The 2002–3 pandemic caused by severe acute respiratory syndrome coronavirus (SARS-CoV) was one of the most significant public health events in recent history1. An ongoing outbreak of Middle East respiratory syndrome coronavirus (MERS-CoV)2 suggests that this group of viruses remains a major threat and that their distribution is wider than previously recognized. Although bats have been suggested as the natural reservoirs of both viruses3–5, attempts to isolate the progenitor virus of SARS-CoV from bats have been unsuccessful. Diverse SARS-like coronaviruses (SL-CoVs) have now been reported from bats in China, Europe and Africa5–8, but none are considered a direct progenitor of SARS-CoV because of their phylogenetic disparity from this virus and the inability of their spike proteins (S) to use the SARS-CoV cellular receptor molecule, the human angiotensin converting enzyme II (ACE2)9,10. Here, we report whole genome sequences of two novel bat CoVs from Chinese horseshoe bats (Family: Rhinolophidae) in Yunnan, China; RsSHC014 and Rs3367. These viruses are far more closely related to SARS-CoV than any previously identified bat CoVs, particularly in the receptor binding domain (RDB) of the S protein. Most importantly, we report the first recorded isolation of a live SL-CoV (bat SL-CoV-WIV1) from bat fecal samples in Vero E6 cells, which has typical coronavirus morphology, 99.9% sequence identity to Rs3367 and uses the ACE2s from human, civet and Chinese horseshoe bat for cell entry. Preliminary in vitro testing indicates that WIV1 also has a broad species tropism.

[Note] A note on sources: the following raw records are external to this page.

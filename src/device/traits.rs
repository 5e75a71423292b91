//! Capability contracts for the Device Manager (§9: "interfaces over
//! inheritance"). Production wires real filesystem checks and a real
//! text-output parser; tests substitute fakes.

use async_trait::async_trait;

use crate::error::Result;

use super::types::{DeviceCapabilities, DeviceFormat};

#[async_trait]
pub trait DeviceChecker: Send + Sync {
    async fn exists(&self, path: &str) -> bool;
}

pub trait DeviceParser: Send + Sync {
    fn parse_device_info(&self, raw: &str) -> Result<DeviceCapabilities>;
    fn parse_device_formats(&self, raw: &str) -> Result<Vec<DeviceFormat>>;
}

/// Production checker: a device "exists" if its path is present in the
/// filesystem namespace.
pub struct FilesystemChecker;

#[async_trait]
impl DeviceChecker for FilesystemChecker {
    async fn exists(&self, path: &str) -> bool {
        tokio::fs::metadata(path).await.is_ok()
    }
}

Our results provide the strongest evidence to date that Chinese horseshoe bats are natural reservoirs of SARS-CoV, and that intermediate hosts may not be necessary for direct human infection by some bat SL-CoVs. They also highlight the importance of pathogen discovery programs targeting high-risk wildlife groups in emerging disease hotspots as a strategy for pandemic preparedness.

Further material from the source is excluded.